There is a logical progression in this call for thunderous praise. The call begins with what is distant, the galaxies and the heavenly beings, and then it descends to the earth, and finally it touches humanity. It becomes personal. We are called to praise God. Will you join the swelling chorus?
John, the beloved, gives us a picture of what heaven’s praise party looks like.
Then I looked and heard the voice of many angels, numbering thousands upon thousands, and ten thousand times ten thousand. They encircled the throne and the living creatures and the elders. In a loud voice they were saying:
“Worthy is the Lamb, who was slain,
to receive power and wealth and wisdom and strength
and honor and glory and praise!” (Revelation 5:11-12).
Our Lord taught us to pray, “Our Father in heaven, hallowed be your name, your kingdom come, your will be done, on earth as it is in heaven” (Matthew 6:9b-10).
Surely, it is the will of God that He be praised and worshipped on earth just as He is around His throne in heaven. The purpose of God’s Kingdom—the Kingdom that Jesus came to establish—is to bring heaven to earth.

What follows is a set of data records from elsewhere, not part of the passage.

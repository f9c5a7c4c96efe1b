//! Package registry client.
//!
//! This module provides:
//! - The [`Registry`] contract the resolver and lock builder query
//! - A narrow [`PackageMetadata`] type instead of the raw registry payload
//! - An HTTP client for PyPI-compatible JSON APIs
//! - A per-run cache so each package's metadata is fetched once

use crate::requirement::parse_release_version;
use serde::Deserialize;
use std::collections::{BTreeMap, HashMap};
use std::sync::{Arc, Mutex, PoisonError};
use std::time::Duration;
use thiserror::Error;
use tracing::debug;

/// Errors that can occur during registry operations.
#[derive(Error, Debug, Clone, PartialEq, Eq)]
pub enum RegistryError {
    /// The registry has no package with this name.
    #[error("package '{0}' not found in the registry")]
    PackageNotFound(String),

    /// The registry could not be reached or answered with an error status.
    #[error("registry unavailable while querying '{package}': {reason}")]
    Unavailable { package: String, reason: String },

    /// The registry answered but the payload could not be understood.
    #[error("invalid registry response for '{package}': {reason}")]
    InvalidResponse { package: String, reason: String },
}

/// One downloadable artifact of a release.
#[derive(Debug, Clone, PartialEq, Eq)]
pub struct Artifact {
    /// Content digest published by the registry.
    pub digest: String,
}

/// A published release and its artifacts.
#[derive(Debug, Clone, PartialEq, Eq)]
pub struct Release {
    /// Version string exactly as published.
    pub version: String,
    /// Artifacts; may be empty for yanked or still-processing releases.
    pub artifacts: Vec<Artifact>,
}

/// Everything the engine needs to know about a package.
#[derive(Debug, Clone, Default, PartialEq, Eq)]
pub struct PackageMetadata {
    /// Artifacts of the latest release.
    pub latest: Vec<Artifact>,
    /// Releases ascending by parsed version, unparseable versions last.
    ///
    /// [`HttpRegistry`] sorts them; [`PackageMetadata::release`] appends, so
    /// callers add releases oldest first.
    pub releases: Vec<Release>,
    /// Requirement expressions the package declares.
    pub dependencies: Vec<String>,
}

impl PackageMetadata {
    /// Create metadata whose latest artifact has the given digest.
    #[must_use]
    pub fn with_latest(digest: impl Into<String>) -> Self {
        Self {
            latest: vec![Artifact {
                digest: digest.into(),
            }],
            ..Self::default()
        }
    }

    /// Add a release with a single artifact.
    #[must_use]
    pub fn release(mut self, version: impl Into<String>, digest: impl Into<String>) -> Self {
        self.releases.push(Release {
            version: version.into(),
            artifacts: vec![Artifact {
                digest: digest.into(),
            }],
        });
        self
    }

    /// Add a declared dependency expression.
    #[must_use]
    pub fn depends_on(mut self, expression: impl Into<String>) -> Self {
        self.dependencies.push(expression.into());
        self
    }
}

/// Source of package metadata.
///
/// Implementations must be safe to call from several worker threads at once.
pub trait Registry: Send + Sync {
    /// Fetch metadata for one package name.
    fn package_metadata(&self, name: &str) -> Result<Arc<PackageMetadata>, RegistryError>;
}

impl<R: Registry + ?Sized> Registry for Arc<R> {
    fn package_metadata(&self, name: &str) -> Result<Arc<PackageMetadata>, RegistryError> {
        (**self).package_metadata(name)
    }
}

/// Configuration for the HTTP registry client.
#[derive(Debug, Clone)]
pub struct RegistryConfig {
    /// Base URL of the JSON API; `{index_url}/{name}/json` is queried.
    pub index_url: String,
    /// Upper bound for a single metadata request.
    pub timeout: Duration,
    /// User agent for HTTP requests.
    pub user_agent: String,
}

/// Default JSON API endpoint.
pub const DEFAULT_INDEX_URL: &str = "https://pypi.org/pypi";

/// Default per-request timeout in seconds.
pub const DEFAULT_TIMEOUT_SECS: u64 = 30;

impl Default for RegistryConfig {
    fn default() -> Self {
        let timeout = std::env::var("OWPM_TIMEOUT_SECS")
            .ok()
            .and_then(|secs| secs.parse().ok())
            .unwrap_or(DEFAULT_TIMEOUT_SECS);
        Self {
            index_url: std::env::var("OWPM_INDEX_URL")
                .unwrap_or_else(|_| DEFAULT_INDEX_URL.to_string()),
            timeout: Duration::from_secs(timeout),
            user_agent: format!("owpm/{}", env!("CARGO_PKG_VERSION")),
        }
    }
}

impl RegistryConfig {
    /// Use a different index URL.
    #[must_use]
    pub fn with_index_url(mut self, url: impl Into<String>) -> Self {
        self.index_url = url.into();
        self
    }

    /// Use a different request timeout.
    #[must_use]
    pub fn with_timeout(mut self, timeout: Duration) -> Self {
        self.timeout = timeout;
        self
    }

    /// Metadata URL for a package.
    #[must_use]
    pub fn package_url(&self, name: &str) -> String {
        format!("{}/{}/json", self.index_url.trim_end_matches('/'), name)
    }
}

/// Raw JSON payload of a PyPI-compatible API.
#[derive(Debug, Deserialize)]
struct PypiPayload {
    #[serde(default)]
    info: PypiInfo,
    #[serde(default)]
    urls: Vec<PypiFile>,
    #[serde(default)]
    releases: BTreeMap<String, Vec<PypiFile>>,
}

#[derive(Debug, Default, Deserialize)]
struct PypiInfo {
    #[serde(default)]
    requires_dist: Option<Vec<String>>,
}

#[derive(Debug, Deserialize)]
struct PypiFile {
    #[serde(default)]
    md5_digest: Option<String>,
    #[serde(default)]
    digests: Option<PypiDigests>,
}

#[derive(Debug, Deserialize)]
struct PypiDigests {
    #[serde(default)]
    sha256: Option<String>,
}

impl PypiFile {
    fn into_artifact(self) -> Option<Artifact> {
        self.digests
            .and_then(|d| d.sha256)
            .or(self.md5_digest)
            .map(|digest| Artifact { digest })
    }
}

impl From<PypiPayload> for PackageMetadata {
    fn from(payload: PypiPayload) -> Self {
        let latest = payload
            .urls
            .into_iter()
            .filter_map(PypiFile::into_artifact)
            .collect();

        let mut releases: Vec<Release> = payload
            .releases
            .into_iter()
            .map(|(version, files)| Release {
                version,
                artifacts: files.into_iter().filter_map(PypiFile::into_artifact).collect(),
            })
            .collect();
        // JSON object order is lost; put releases back in publication order
        releases.sort_by_cached_key(|r| {
            let parsed = parse_release_version(&r.version);
            (parsed.is_none(), parsed)
        });

        Self {
            latest,
            releases,
            dependencies: payload.info.requires_dist.unwrap_or_default(),
        }
    }
}

/// Client for a PyPI-compatible JSON registry.
pub struct HttpRegistry {
    config: RegistryConfig,
    http_client: reqwest::blocking::Client,
}

impl HttpRegistry {
    /// Create a new registry client with default configuration.
    ///
    /// # Errors
    ///
    /// Returns an error if the HTTP client cannot be created.
    pub fn new() -> Result<Self, RegistryError> {
        Self::with_config(RegistryConfig::default())
    }

    /// Create a new registry client with custom configuration.
    ///
    /// # Errors
    ///
    /// Returns an error if the HTTP client cannot be created.
    pub fn with_config(config: RegistryConfig) -> Result<Self, RegistryError> {
        let http_client = reqwest::blocking::Client::builder()
            .user_agent(&config.user_agent)
            .timeout(config.timeout)
            .build()
            .map_err(|e| RegistryError::Unavailable {
                package: String::new(),
                reason: e.to_string(),
            })?;

        Ok(Self {
            config,
            http_client,
        })
    }

    /// The configuration this client was built with.
    #[must_use]
    pub fn config(&self) -> &RegistryConfig {
        &self.config
    }
}

impl Registry for HttpRegistry {
    fn package_metadata(&self, name: &str) -> Result<Arc<PackageMetadata>, RegistryError> {
        let url = self.config.package_url(name);
        debug!(package = name, %url, "querying registry");

        let unavailable = |reason: String| RegistryError::Unavailable {
            package: name.to_string(),
            reason,
        };

        let response = self
            .http_client
            .get(&url)
            .header("Accept", "application/json")
            .send()
            .map_err(|e| unavailable(e.to_string()))?;

        if response.status() == reqwest::StatusCode::NOT_FOUND {
            return Err(RegistryError::PackageNotFound(name.to_string()));
        }

        if !response.status().is_success() {
            return Err(unavailable(format!(
                "registry returned status {}",
                response.status()
            )));
        }

        let payload: PypiPayload = response.json().map_err(|e| RegistryError::InvalidResponse {
            package: name.to_string(),
            reason: e.to_string(),
        })?;

        Ok(Arc::new(payload.into()))
    }
}

/// Registry wrapper that remembers every successful answer.
///
/// Failures are not cached, so a later call queries the inner registry again.
pub struct CachedRegistry<'a> {
    inner: &'a dyn Registry,
    cache: Mutex<HashMap<String, Arc<PackageMetadata>>>,
}

impl<'a> CachedRegistry<'a> {
    /// Wrap a registry with an empty cache.
    #[must_use]
    pub fn new(inner: &'a dyn Registry) -> Self {
        Self {
            inner,
            cache: Mutex::new(HashMap::new()),
        }
    }

    /// Number of packages currently cached.
    #[must_use]
    pub fn len(&self) -> usize {
        self.cache.lock().unwrap_or_else(PoisonError::into_inner).len()
    }

    /// Returns true if nothing has been cached yet.
    #[must_use]
    pub fn is_empty(&self) -> bool {
        self.len() == 0
    }
}

impl Registry for CachedRegistry<'_> {
    fn package_metadata(&self, name: &str) -> Result<Arc<PackageMetadata>, RegistryError> {
        if let Some(hit) = self
            .cache
            .lock()
            .unwrap_or_else(PoisonError::into_inner)
            .get(name)
        {
            return Ok(Arc::clone(hit));
        }

        // The lock is not held across the query so workers fetch different
        // packages concurrently.
        let metadata = self.inner.package_metadata(name)?;
        self.cache
            .lock()
            .unwrap_or_else(PoisonError::into_inner)
            .entry(name.to_string())
            .or_insert_with(|| Arc::clone(&metadata));
        Ok(metadata)
    }
}

#[cfg(test)]
mod tests {
    use super::*;
    use std::sync::atomic::{AtomicUsize, Ordering};

    struct CountingRegistry {
        calls: AtomicUsize,
    }

    impl Registry for CountingRegistry {
        fn package_metadata(&self, name: &str) -> Result<Arc<PackageMetadata>, RegistryError> {
            self.calls.fetch_add(1, Ordering::SeqCst);
            if name == "missing" {
                return Err(RegistryError::PackageNotFound(name.to_string()));
            }
            Ok(Arc::new(PackageMetadata::with_latest("abc")))
        }
    }

    #[test]
    fn test_package_url() {
        let config = RegistryConfig::default().with_index_url("https://example.com/pypi/");
        assert_eq!(
            config.package_url("requests"),
            "https://example.com/pypi/requests/json"
        );
    }

    #[test]
    fn test_cache_queries_once_per_name() {
        let inner = CountingRegistry {
            calls: AtomicUsize::new(0),
        };
        let cached = CachedRegistry::new(&inner);

        cached.package_metadata("alpha").unwrap();
        cached.package_metadata("alpha").unwrap();
        cached.package_metadata("beta").unwrap();

        assert_eq!(inner.calls.load(Ordering::SeqCst), 2);
        assert_eq!(cached.len(), 2);
    }

    #[test]
    fn test_cache_does_not_remember_failures() {
        let inner = CountingRegistry {
            calls: AtomicUsize::new(0),
        };
        let cached = CachedRegistry::new(&inner);

        assert!(cached.package_metadata("missing").is_err());
        assert!(cached.package_metadata("missing").is_err());

        assert_eq!(inner.calls.load(Ordering::SeqCst), 2);
        assert!(cached.is_empty());
    }

    #[test]
    fn test_pypi_payload_conversion() {
        let json = r#"{
            "info": {"requires_dist": ["idna (<3,>=2.5)", "chardet"]},
            "urls": [{"md5_digest": "latest-md5", "digests": {"sha256": "latest-sha"}}],
            "releases": {
                "1.10.0": [{"md5_digest": "m110"}],
                "1.2.0": [{"md5_digest": "m12"}],
                "0.9": []
            }
        }"#;
        let payload: PypiPayload = serde_json::from_str(json).unwrap();
        let metadata = PackageMetadata::from(payload);

        assert_eq!(metadata.latest[0].digest, "latest-sha");
        let versions: Vec<_> = metadata.releases.iter().map(|r| r.version.as_str()).collect();
        assert_eq!(versions, vec!["0.9", "1.2.0", "1.10.0"]);
        assert!(metadata.releases[0].artifacts.is_empty());
        assert_eq!(metadata.releases[1].artifacts[0].digest, "m12");
        assert_eq!(metadata.dependencies.len(), 2);
    }

    #[test]
    fn test_pypi_payload_null_requires_dist() {
        let json = r#"{"info": {"requires_dist": null}, "urls": [], "releases": {}}"#;
        let payload: PypiPayload = serde_json::from_str(json).unwrap();
        let metadata = PackageMetadata::from(payload);
        assert!(metadata.dependencies.is_empty());
        assert!(metadata.latest.is_empty());
    }
}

God did not remain distant. In the person of Jesus, He came to dwell among us. He brought and is presently bringing the will of God to the earth through the Holy Spirit. For that Jesus is to be praised. Let all of creation praise Him—praise Him from the earth, because from it we were formed. Let the praise for our Lord ascend from you and me.
Response: LORD God, let your Holy Spirit be active among us. Help us to love and serve you and those around us. Help me to bring a little bit of heaven—a little bit of your will to the earth today. Amen.
Your Turn: How do you picture heaven? What does a little bit of heaven on earth look like to you?